X. Ловмяньский нашел путь к правде истории, путь, которого не мог найти в буржуазной науке панской Польши, чье правительство «санитарным кордоном» изолировало от советской науки польских ученых, зачастую подпадавших под влияние немецкой националистической историографии. X. Ловмяньский подошел к советской науке как исследователь, творчески воспринимающий ее достижения, как искренний и преданный друг Советского Союза. Тому свидетельство — серии его статей об истоках и влиянии Октябрьской революции на развитие науки, о Ленине как ученом, теоретике и практике, о значении его трудов для исследования проблемы генезиса феодализма, о польской историографии Октябрьской революции, об истории польско-советских научных связей.

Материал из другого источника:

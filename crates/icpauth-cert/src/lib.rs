//! ICP-Brasil client certificate identity extraction
//!
//! Turns a client certificate chain, already verified by the TLS layer, into
//! an [`IdentityRecord`] and a `LOGIN_CERTIFICADO` audit line.
//!
//! ```no_run
//! use icpauth_cert::{IdentityExtractor, ParsedCertificate};
//!
//! # fn main() -> anyhow::Result<()> {
//! let pem = std::fs::read("client-chain.pem")?;
//! let chain = ParsedCertificate::chain_from_pem(&pem)?;
//!
//! let record = IdentityExtractor::default().extract(&chain, "10.0.0.7", Some("curl/8.5.0"))?;
//! println!("{} ({:?})", record.subject_name, record.national_id);
//! # Ok(())
//! # }
//! ```

pub mod audit;
pub mod certificate;
pub mod chain;
pub mod dn;
pub mod fingerprint;
pub mod generator;
pub mod identity;
pub mod session;
pub mod validity;

pub use audit::{AuditLine, AuditSink, MemoryAuditSink, TracingAuditSink};
pub use certificate::{CertificateView, ParsedCertificate};
pub use chain::{summarize, ChainLinkSummary};
pub use dn::{
    attribute_value, email_attribute, extract_common_name, extract_email, extract_national_id,
    national_id_from_common_name,
};
pub use fingerprint::{sha256_fingerprint, Fingerprinter, Sha256Fingerprinter, FINGERPRINT_ERROR};
pub use generator::{CaConfig, ClientCertConfig, GeneratedCa, GeneratedClientCert, ServerCertConfig};
pub use identity::{IdentityExtractor, IdentityRecord};
pub use session::{SessionIdGenerator, UuidSessionIds};
pub use validity::{Clock, FixedClock, SystemClock, ValidityChecker};
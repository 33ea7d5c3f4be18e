//! End-to-end extraction over generated ICP-Brasil style chains

use icpauth_cert::{
    CaConfig, ClientCertConfig, GeneratedCa, IdentityExtractor, MemoryAuditSink,
    ParsedCertificate,
};
use std::sync::Arc;

fn soluti_ca() -> GeneratedCa {
    GeneratedCa::generate(&CaConfig::new("AC SOLUTI").with_organization("Test CA"))
        .expect("CA generation")
}

#[test]
fn test_two_certificate_chain() {
    let ca = soluti_ca();
    let client = ca
        .issue_client_cert(
            &ClientCertConfig::new("João Silva")
                .with_cpf("12345678901")
                .with_organization("Test"),
        )
        .unwrap();
    let chain = client.chain().unwrap();
    assert_eq!(chain.len(), 2);

    let sink = Arc::new(MemoryAuditSink::new());
    let extractor = IdentityExtractor::default().with_audit_sink(sink.clone());
    let record = extractor
        .extract(&chain, "200.144.10.20", Some("Mozilla/5.0"))
        .unwrap();

    assert_eq!(record.subject_name, "João Silva:12345678901");
    assert_eq!(record.national_id.as_deref(), Some("12345678901"));
    assert_eq!(record.issuer_name, "AC SOLUTI");
    assert_eq!(record.subject_dn, "CN=João Silva:12345678901, O=Test");
    assert!(record.valid);
    assert_eq!(record.chain.len(), 2);
    assert!(!record.chain[0].is_root);
    assert!(record.chain[1].is_root);

    let lines = sink.lines();
    assert_eq!(lines.len(), 1);
    assert!(lines[0].starts_with("LOGIN_CERTIFICADO|timestamp="));
    assert!(lines[0].contains("|ip=200.144.10.20|cpf=12345678901|"));
    assert!(lines[0].contains(&format!("|fingerprint={}|", record.fingerprint)));
    assert!(lines[0].contains("|issuer=CN=AC SOLUTI, O=Test CA|"));
    assert!(lines[0].ends_with("|userAgent=Mozilla/5.0"));
}

#[test]
fn test_der_chain_matches_parsed_chain() {
    let ca = soluti_ca();
    let client = ca
        .issue_client_cert(&ClientCertConfig::new("Maria Souza").with_cpf("98765432100"))
        .unwrap();
    let ders = vec![client.cert_der().unwrap(), ca.cert_der().unwrap()];

    let extractor = IdentityExtractor::default().with_audit_sink(Arc::new(MemoryAuditSink::new()));
    let from_der = extractor.extract_der(&ders, "10.0.0.1", None).unwrap();
    let parsed = ParsedCertificate::chain_from_der(&ders).unwrap();
    let from_parsed = extractor.extract(&parsed, "10.0.0.1", None).unwrap();

    assert_eq!(from_der.fingerprint, from_parsed.fingerprint);
    assert_eq!(from_der.serial_number, from_parsed.serial_number);
    assert_eq!(from_der.chain, from_parsed.chain);
}

#[test]
fn test_leaf_only_chain() {
    let ca = soluti_ca();
    let client = ca
        .issue_client_cert(&ClientCertConfig::new("Sem Cadeia").with_cpf("1234567890"))
        .unwrap();
    let leaf = ParsedCertificate::from_der(&client.cert_der().unwrap()).unwrap();

    let record = IdentityExtractor::default()
        .with_audit_sink(Arc::new(MemoryAuditSink::new()))
        .extract(&[leaf], "10.0.0.1", None)
        .unwrap();

    // Ten digits is not a CPF
    assert!(record.national_id.is_none());
    assert_eq!(record.chain.len(), 1);
    assert!(!record.chain[0].is_root);
}

#[test]
fn test_concurrent_extractions() {
    let ca = soluti_ca();
    let chain = Arc::new(
        ca.issue_client_cert(&ClientCertConfig::new("Ana").with_cpf("11122233344"))
            .unwrap()
            .chain()
            .unwrap(),
    );
    let sink = Arc::new(MemoryAuditSink::new());
    let extractor = IdentityExtractor::default().with_audit_sink(sink.clone());

    let handles: Vec<_> = (0..8)
        .map(|i| {
            let chain = chain.clone();
            let extractor = extractor.clone();
            std::thread::spawn(move || {
                extractor
                    .extract(chain.as_slice(), &format!("10.0.0.{}", i), None)
                    .unwrap()
                    .session_id
            })
        })
        .collect();

    let mut ids: Vec<String> = handles.into_iter().map(|h| h.join().unwrap()).collect();
    ids.sort();
    ids.dedup();
    assert_eq!(ids.len(), 8);
    assert_eq!(sink.len(), 8);
}
//! Configuration management for the ICP-Brasil certificate authenticator.
//!
//! This module provides the configuration system used by the server binary:
//! - Loading from YAML files
//! - Environment variable overrides (`ICPAUTH_*`)
//! - Validation of all settings
//! - Listener, TLS, API and logging sections

use crate::channel::LogChannel;
use crate::error::{ConfigError, Result};
use serde::{Deserialize, Serialize};
use std::collections::BTreeMap;
use std::net::SocketAddr;
use std::path::{Path, PathBuf};
use std::time::Duration;
use tracing::Level;

/// Main application configuration.
///
/// # Examples
///
/// ```no_run
/// use icpauth_core::config::AppConfig;
///
/// let config = AppConfig::from_file("config/icpauth.yaml").unwrap();
/// config.validate().unwrap();
/// ```
#[derive(Debug, Clone, Default, Serialize, Deserialize)]
pub struct AppConfig {
    /// Application-wide settings
    #[serde(default)]
    pub app: ApplicationConfig,

    /// Listener and mutual-TLS settings
    #[serde(default)]
    pub server: ServerConfig,

    /// HTTP API settings
    #[serde(default)]
    pub api: ApiConfig,

    /// Logging configuration
    #[serde(default)]
    pub logging: LoggingConfig,
}

impl AppConfig {
    /// Creates a new default configuration.
    pub fn new() -> Self {
        Self::default()
    }

    /// Loads configuration from a YAML file.
    ///
    /// # Errors
    ///
    /// Returns an error if the file cannot be read or parsed.
    pub fn from_file<P: AsRef<Path>>(path: P) -> Result<Self> {
        let path = path.as_ref();
        if !path.exists() {
            return Err(ConfigError::file_not_found(path.display().to_string()).into());
        }

        let contents = std::fs::read_to_string(path).map_err(|e| ConfigError::LoadFailed {
            path: path.display().to_string(),
            reason: e.to_string(),
        })?;

        Self::from_yaml(&contents)
    }

    /// Loads configuration from a YAML string.
    ///
    /// # Errors
    ///
    /// Returns an error if the YAML cannot be parsed.
    pub fn from_yaml(yaml: &str) -> Result<Self> {
        serde_yaml::from_str(yaml).map_err(|e| {
            ConfigError::InvalidFormat {
                reason: e.to_string(),
            }
            .into()
        })
    }

    /// Loads configuration using the `config` crate, layering `ICPAUTH__*`
    /// environment variables over the file (`ICPAUTH__SERVER__BIND_ADDR`).
    ///
    /// # Errors
    ///
    /// Returns an error if configuration cannot be loaded or merged.
    pub fn from_config_builder<P: AsRef<Path>>(path: P) -> Result<Self> {
        let path = path.as_ref();

        let config = config::Config::builder()
            .add_source(config::File::from(path).required(true))
            .add_source(
                config::Environment::with_prefix("ICPAUTH")
                    .separator("__")
                    .try_parsing(true),
            )
            .build()
            .map_err(|e| ConfigError::LoadFailed {
                path: path.display().to_string(),
                reason: e.to_string(),
            })?;

        config.try_deserialize().map_err(|e| {
            ConfigError::InvalidFormat {
                reason: e.to_string(),
            }
            .into()
        })
    }

    /// Validates the configuration.
    ///
    /// Checks the bind address, connection limit, TLS file presence and
    /// every configured log level.
    pub fn validate(&self) -> Result<()> {
        self.server.validate()?;
        self.api.validate()?;
        self.logging.validate()?;
        Ok(())
    }
}

/// Application-wide settings.
#[derive(Debug, Clone, Serialize, Deserialize)]
pub struct ApplicationConfig {
    /// Application name
    #[serde(default = "default_app_name")]
    pub name: String,

    /// Environment (development, staging, production)
    #[serde(default = "default_environment")]
    pub environment: String,

    /// Graceful shutdown timeout in seconds
    #[serde(default = "default_shutdown_timeout")]
    pub shutdown_timeout_secs: u64,
}

fn default_app_name() -> String {
    "icpauth".to_string()
}

fn default_environment() -> String {
    "production".to_string()
}

fn default_shutdown_timeout() -> u64 {
    30
}

impl Default for ApplicationConfig {
    fn default() -> Self {
        Self {
            name: default_app_name(),
            environment: default_environment(),
            shutdown_timeout_secs: default_shutdown_timeout(),
        }
    }
}

/// Listener configuration.
#[derive(Debug, Clone, Serialize, Deserialize)]
pub struct ServerConfig {
    /// Bind address (e.g. "0.0.0.0:8443")
    #[serde(default = "default_bind_addr")]
    pub bind_addr: String,

    /// Maximum concurrent connections
    #[serde(default = "default_max_connections")]
    pub max_connections: usize,

    /// TLS configuration. Without it the listener serves plain HTTP and no
    /// client certificate can ever be presented.
    #[serde(default)]
    pub tls: Option<TlsConfig>,
}

fn default_bind_addr() -> String {
    "0.0.0.0:8443".to_string()
}

fn default_max_connections() -> usize {
    1000
}

impl Default for ServerConfig {
    fn default() -> Self {
        Self {
            bind_addr: default_bind_addr(),
            max_connections: default_max_connections(),
            tls: None,
        }
    }
}

impl ServerConfig {
    /// Parses the bind address.
    pub fn socket_addr(&self) -> Result<SocketAddr> {
        self.bind_addr.parse().map_err(|e: std::net::AddrParseError| {
            ConfigError::invalid_value("server.bind_addr", e.to_string()).into()
        })
    }

    /// Returns the configured port, if the bind address parses.
    pub fn port(&self) -> Option<u16> {
        self.socket_addr().ok().map(|addr| addr.port())
    }

    /// Validates the listener configuration.
    pub fn validate(&self) -> Result<()> {
        let addr = self.socket_addr()?;
        if addr.port() == 0 {
            return Err(ConfigError::invalid_value("server.bind_addr", "Port cannot be 0").into());
        }

        if self.max_connections == 0 {
            return Err(ConfigError::invalid_value(
                "server.max_connections",
                "must be greater than 0",
            )
            .into());
        }

        if let Some(tls) = &self.tls {
            tls.validate()?;
        }

        Ok(())
    }
}

/// Client certificate requirement on the TLS listener.
#[derive(Debug, Clone, Copy, Default, PartialEq, Eq, Serialize, Deserialize)]
#[serde(rename_all = "lowercase")]
pub enum ClientAuthMode {
    /// Handshake fails without a trusted client certificate
    Required,
    /// Clients may connect without a certificate; presented ones must still
    /// chain to the configured CA
    #[default]
    Optional,
}

/// TLS listener configuration.
#[derive(Debug, Clone, Serialize, Deserialize)]
pub struct TlsConfig {
    /// Server certificate chain (PEM)
    pub cert_path: PathBuf,

    /// Server private key (PEM)
    pub key_path: PathBuf,

    /// CA bundle used to verify client certificates (PEM), typically the
    /// ICP-Brasil root and intermediate certificates
    pub client_ca_path: PathBuf,

    /// Whether a client certificate is mandatory
    #[serde(default)]
    pub client_auth: ClientAuthMode,
}

impl TlsConfig {
    /// Validates that every referenced file exists.
    pub fn validate(&self) -> Result<()> {
        for (field, path) in [
            ("server.tls.cert_path", &self.cert_path),
            ("server.tls.key_path", &self.key_path),
            ("server.tls.client_ca_path", &self.client_ca_path),
        ] {
            if !path.exists() {
                return Err(
                    ConfigError::invalid_value(field, format!("file not found: {:?}", path)).into(),
                );
            }
        }
        Ok(())
    }
}

/// HTTP API configuration.
#[derive(Debug, Clone, Serialize, Deserialize)]
pub struct ApiConfig {
    /// Whether to enable permissive CORS
    #[serde(default = "default_true")]
    pub cors: bool,

    /// Request timeout in seconds
    #[serde(default = "default_request_timeout")]
    pub request_timeout_secs: u64,

    /// Whether to serve the OpenAPI document
    #[serde(default = "default_true")]
    pub enable_openapi: bool,
}

fn default_true() -> bool {
    true
}

fn default_request_timeout() -> u64 {
    30
}

impl Default for ApiConfig {
    fn default() -> Self {
        Self {
            cors: true,
            request_timeout_secs: default_request_timeout(),
            enable_openapi: true,
        }
    }
}

impl ApiConfig {
    /// Validates the API configuration.
    pub fn validate(&self) -> Result<()> {
        if self.request_timeout_secs == 0 {
            return Err(ConfigError::invalid_value(
                "api.request_timeout_secs",
                "must be greater than 0",
            )
            .into());
        }
        Ok(())
    }

    /// Returns the request timeout as a Duration.
    pub fn request_timeout(&self) -> Duration {
        Duration::from_secs(self.request_timeout_secs)
    }
}

/// Logging configuration.
#[derive(Debug, Clone, Serialize, Deserialize)]
pub struct LoggingConfig {
    /// Default log level
    #[serde(default = "default_log_level")]
    pub level: String,

    /// Log format: "text" or "json"
    #[serde(default = "default_log_format")]
    pub format: LogFormat,

    /// Whether to include file/line info
    #[serde(default)]
    pub file_line: bool,

    /// Per-channel log levels, e.g. `transaction: info`
    #[serde(default)]
    pub channels: BTreeMap<LogChannel, String>,
}

fn default_log_level() -> String {
    "info".to_string()
}

fn default_log_format() -> LogFormat {
    LogFormat::Text
}

impl Default for LoggingConfig {
    fn default() -> Self {
        Self {
            level: default_log_level(),
            format: LogFormat::Text,
            file_line: false,
            channels: BTreeMap::new(),
        }
    }
}

impl LoggingConfig {
    /// Parses the log level string to a tracing Level.
    pub fn parse_level(&self) -> Result<Level> {
        parse_level("logging.level", &self.level)
    }

    /// Validates the default level and every channel override.
    pub fn validate(&self) -> Result<()> {
        self.parse_level()?;
        for (channel, level) in &self.channels {
            parse_level(&format!("logging.channels.{}", channel), level)?;
        }
        Ok(())
    }

    /// Builds an `EnvFilter`-compatible directive string, for example
    /// `info,icpauth::transaction=debug`.
    pub fn filter_directives(&self) -> String {
        let mut directives = vec![self.level.to_lowercase()];
        for (channel, level) in &self.channels {
            directives.push(format!("{}={}", channel.target(), level.to_lowercase()));
        }
        directives.join(",")
    }
}

fn parse_level(field: &str, value: &str) -> Result<Level> {
    value.parse().map_err(|_| {
        ConfigError::invalid_value(field, format!("Invalid log level: {}", value)).into()
    })
}

/// Log format.
#[derive(Debug, Clone, Copy, PartialEq, Eq, Serialize, Deserialize)]
#[serde(rename_all = "lowercase")]
pub enum LogFormat {
    /// Human-readable text format
    Text,
    /// JSON format for structured logging
    Json,
}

В трудах X. Ловмяньского появились новые темы — прежде всего изучение метода познания той науки, которой он посвятил свою жизнь. Выступая на первой методологической конференции польских историков (1953 г.), он с оптимизмом говорил о возможностях познания истории с помощью марксистско-ленинской теории: «Перед историком стоят две исследовательские задачи: 1) установление закономерности исторического процесса и 2) определение специфики данного явления в его историческом развитии, познание конкретной сущности». X. Ловмяньский отмечал, что учение о социально-экономических формациях открывает неисчерпаемые возможности применения сравнительно-исторического метода исследования: «Метод этот позволяет не только раскрывать повторяющиеся явления, но также и определять их истинную последовательность. Благодаря огромной, неограниченной индуктивной основе этот метод открывает перед историком также беспредельные исследовательские возможности».

Позже, в рецензии на труд А. Шаффа[3], X. Ловмяньский отметил большое значение самой исторической науки для развития исторического материализма. Нам представляется, что это очень важная проблема, в разработке которой должны смыкаться усилия историков и философов. Ведь изучение конкретных особенностей, исходя из общих закономерностей (например, определение путей генезиса феодализма у народов, миновавших рабовладельческую формацию: германцев, славян, литовцев, народов Прибалтики и др.), имеет значение не только для истории, но и для исторического материализма.

В указанной работе X. Ловмяньский изложил свое понимание приемов марксистского сравнительно-исторического исследования. В этой связи можно отметить, что опыт работы советских ученых (например, Б. Д. Грекова, А. И. Неусыхина, Л. В. Черепнина и др.) показывает плодотворность применения марксистского сравнительно-исторического метода.

Теоретические изыскания X. Ловмяньский все более активно сочетает с историографическими исследованиями (о И. Лелевеле, К. Тыменецком и др.), с пропагандой достижений польской науки по ранней истории Восточной Европы (рецензии на работы В. Хензеля, Г. Лабуды, Я. Вашкевича, А. Каминьского, С. Кучиньского, И. Костшевского, Е. Повиерского, Ю. Бардаха, А. Поппэ, Μ. Маловиста и др.) и с критикой буржуазных исследований, научную слабость и политическую тенденциозность которых автор вскрывает с присущей ему эрудицией (рецензии на книги X. Пашкевича, Г. Роде, Г. Людата и др.).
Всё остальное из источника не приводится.